On Thu, Feb 11, 2021 at 07:52:46PM -0300, Daniel Henrique Barboza wrote:
Handling errors in memory hotunplug in the pSeries machine is more complex
than any other device type, because there are all the complications that other
devices has, and more.
diff --git a/hw/ppc/spapr.c b/hw/ppc/spapr.c
index ecce8abf14..4bcded4a1a 100644
--- a/hw/ppc/spapr.c
+++ b/hw/ppc/spapr.c
@@ -3575,6 +3575,36 @@ static SpaprDimmState
*spapr_recover_pending_dimm_state(SpaprMachineState *ms,
return spapr_pending_dimm_unplugs_add(ms, avail_lmbs, dimm);
}
+void spapr_clear_pending_dimm_unplug_state(SpaprMachineState *spapr,
+ PCDIMMDevice *dimm)
+{
+ SpaprDimmState *ds = spapr_pending_dimm_unplugs_find(spapr, dimm);
+ SpaprDrc *drc;
+ uint32_t nr_lmbs;
+ uint64_t size, addr_start, addr;
+ int i;
+
+ if (ds) {
+ spapr_pending_dimm_unplugs_remove(spapr, ds);
+ }
Hrm... how would !ds arise? Could this just be an assert?
+
+ size = memory_device_get_region_size(MEMORY_DEVICE(dimm), &error_abort);
+ nr_lmbs = size / SPAPR_MEMORY_BLOCK_SIZE;
+
+ addr_start = object_property_get_uint(OBJECT(dimm), PC_DIMM_ADDR_PROP,
+ &error_abort);
+
+ addr = addr_start;
+ for (i = 0; i < nr_lmbs; i++) {
+ drc = spapr_drc_by_id(TYPE_SPAPR_DRC_LMB,
+ addr / SPAPR_MEMORY_BLOCK_SIZE);
+ g_assert(drc);
+
+ drc->unplug_requested = false;
+ addr += SPAPR_MEMORY_BLOCK_SIZE;
+ }
+}
+
/* Callback to be called during DRC release. */
void spapr_lmb_release(DeviceState *dev)
{
diff --git a/hw/ppc/spapr_drc.c b/hw/ppc/spapr_drc.c
index c143bfb6d3..eae941233a 100644
--- a/hw/ppc/spapr_drc.c
+++ b/hw/ppc/spapr_drc.c
@@ -1230,6 +1230,20 @@ static void rtas_ibm_configure_connector(PowerPCCPU *cpu,
drck = SPAPR_DR_CONNECTOR_GET_CLASS(drc);
+ /*
+ * This indicates that the kernel is reconfiguring a LMB due to
+ * a failed hotunplug.

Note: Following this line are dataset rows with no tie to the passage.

//! Board-obscuring penalties
//!
//! Every incorrect, non-terminal guess triggers one penalty against a random
//! past row. Penalties attach display-only payloads: the real outcomes used
//! for scoring and keyboard state are never touched.

use crate::core::{Outcomes, WORD_LENGTH, Word};
use rand::Rng;
use rand::seq::SliceRandom;

/// A display-only obfuscation attached to one scored guess
#[derive(Debug, Clone, PartialEq, Eq)]
pub enum Penalty {
    /// Blank one letter of the row
    HideLetter { index: usize },
    /// Show the row's letters in a different order
    ShuffleLetters { display_word: String },
    /// Show the row's real outcomes in shuffled positions
    ScrambleColors { display_outcomes: Outcomes },
}

impl Penalty {
    /// Draw a penalty kind uniformly and compute its payload for `word`
    ///
    /// `outcomes` are the row's real outcomes; `ScrambleColors` permutes a
    /// copy of them, so the multiset of displayed colors always matches the
    /// real ones.
    pub fn draw<R: Rng + ?Sized>(rng: &mut R, word: &Word, outcomes: &Outcomes) -> Self {
        match rng.random_range(0..3) {
            0 => Self::HideLetter {
                index: rng.random_range(0..WORD_LENGTH),
            },
            1 => {
                let shuffled = shuffle_distinct(rng, word.letters());
                Self::ShuffleLetters {
                    display_word: shuffled.iter().map(|&b| b as char).collect(),
                }
            }
            _ => {
                let mut display_outcomes = *outcomes;
                display_outcomes.shuffle(rng);
                Self::ScrambleColors { display_outcomes }
            }
        }
    }
}

/// Random permutation of `items`, resampled until it differs from the input
///
/// When the sequence admits no distinct permutation (length <= 1, or all
/// items equal) the input order is returned as-is. Termination of the
/// resample loop is probabilistic but immediate in practice: every draw
/// differs from the input with probability >= 1/2.
#[must_use]
pub fn shuffle_distinct<R: Rng + ?Sized>(rng: &mut R, items: &[u8]) -> Vec<u8> {
    let mut shuffled = items.to_vec();
    if items.len() <= 1 || items.iter().all(|&item| item == items[0]) {
        return shuffled;
    }

    loop {
        shuffled.shuffle(rng);
        if shuffled != items {
            return shuffled;
        }
    }
}

#[cfg(test)]
mod tests {
    use super::*;
    use crate::core::{LetterOutcome, evaluate};
    use rand::SeedableRng;
    use rand::rngs::StdRng;

    #[test]
    fn shuffle_distinct_never_returns_original_order() {
        let word = Word::new("TERMO").unwrap();

        for seed in 0..200 {
            let mut rng = StdRng::seed_from_u64(seed);
            let shuffled = shuffle_distinct(&mut rng, word.letters());

            assert_ne!(shuffled.as_slice(), word.letters().as_slice());

            let mut expected = word.letters().to_vec();
            let mut actual = shuffled.clone();
            expected.sort_unstable();
            actual.sort_unstable();
            assert_eq!(actual, expected, "shuffle must preserve the letter multiset");
        }
    }

    #[test]
    fn shuffle_distinct_single_item_returned_as_is() {
        let mut rng = StdRng::seed_from_u64(7);
        assert_eq!(shuffle_distinct(&mut rng, b"A"), b"A".to_vec());
        assert_eq!(shuffle_distinct(&mut rng, b""), Vec::<u8>::new());
    }

    #[test]
    fn shuffle_distinct_identical_items_returned_as_is() {
        // No distinct permutation exists; must not spin forever
        let mut rng = StdRng::seed_from_u64(7);
        assert_eq!(shuffle_distinct(&mut rng, b"AAAAA"), b"AAAAA".to_vec());
    }

    #[test]
    fn draw_hide_letter_index_in_bounds() {
        let word = Word::new("FESTA").unwrap();
        let solution = Word::new("TERMO").unwrap();
        let outcomes = evaluate(&word, &solution);

        for seed in 0..100 {
            let mut rng = StdRng::seed_from_u64(seed);
            if let Penalty::HideLetter { index } = Penalty::draw(&mut rng, &word, &outcomes) {
                assert!(index < WORD_LENGTH);
            }
        }
    }

    #[test]
    fn draw_scramble_colors_preserves_outcome_multiset() {
        let word = Word::new("FAROL").unwrap();
        let solution = Word::new("FLORA").unwrap();
        let outcomes = evaluate(&word, &solution);

        for seed in 0..100 {
            let mut rng = StdRng::seed_from_u64(seed);
            if let Penalty::ScrambleColors { display_outcomes } =
                Penalty::draw(&mut rng, &word, &outcomes)
            {
                let count = |slice: &Outcomes, o: LetterOutcome| {
                    slice.iter().filter(|&&x| x == o).count()
                };
                for o in [
                    LetterOutcome::Correct,
                    LetterOutcome::Present,
                    LetterOutcome::Absent,
                ] {
                    assert_eq!(count(&display_outcomes, o), count(&outcomes, o));
                }
            }
        }
    }

    #[test]
    fn draw_shuffled_word_differs_from_original() {
        let word = Word::new("MUNDO").unwrap();
        let solution = Word::new("TERMO").unwrap();
        let outcomes = evaluate(&word, &solution);

        for seed in 0..100 {
            let mut rng = StdRng::seed_from_u64(seed);
            if let Penalty::ShuffleLetters { display_word } =
                Penalty::draw(&mut rng, &word, &outcomes)
            {
                assert_ne!(display_word, word.text());
                assert_eq!(display_word.len(), WORD_LENGTH);
            }
        }
    }

    #[test]
    fn draw_covers_all_kinds() {
        let word = Word::new("PEDRA").unwrap();
        let solution = Word::new("TERMO").unwrap();
        let outcomes = evaluate(&word, &solution);

        let mut saw = [false; 3];
        for seed in 0..60 {
            let mut rng = StdRng::seed_from_u64(seed);
            match Penalty::draw(&mut rng, &word, &outcomes) {
                Penalty::HideLetter { .. } => saw[0] = true,
                Penalty::ShuffleLetters { .. } => saw[1] = true,
                Penalty::ScrambleColors { .. } => saw[2] = true,
            }
        }
        assert_eq!(saw, [true; 3]);
    }
}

Clear the pending unplug state for the whole
+ * DIMM.
+ */
+ if (spapr_drc_type(drc) == SPAPR_DR_CONNECTOR_TYPE_LMB &&
+ drc->unplug_requested) {
+
+ /* This really shouldn't happen in this point, but ... */
+ g_assert(drc->dev);
I'm a little worried that a buggy or malicious guest could trigger
this assert.
+
+ spapr_clear_pending_dimm_unplug_state(spapr, PC_DIMM(drc->dev));
+ }
+
if (!drc->fdt) {
void *fdt;
int fdt_size;
diff --git a/include/hw/ppc/spapr.h b/include/hw/ppc/spapr.h
index ccbeeca1de..5bcc8f3bb8 100644
--- a/include/hw/ppc/spapr.h
+++ b/include/hw/ppc/spapr.h
@@ -847,6 +847,8 @@ int spapr_hpt_shift_for_ramsize(uint64_t ramsize);
int spapr_reallocate_hpt(SpaprMachineState *spapr, int shift, Error **errp);
void spapr_clear_pending_events(SpaprMachineState *spapr);
void spapr_clear_pending_hotplug_events(SpaprMachineState *spapr);
+void spapr_clear_pending_dimm_unplug_state(SpaprMachineState *spapr,
+ PCDIMMDevice *dimm);
int spapr_max_server_number(SpaprMachineState *spapr);
void spapr_store_hpte(PowerPCCPU *cpu, hwaddr ptex,
uint64_t pte0, uint64_t pte1);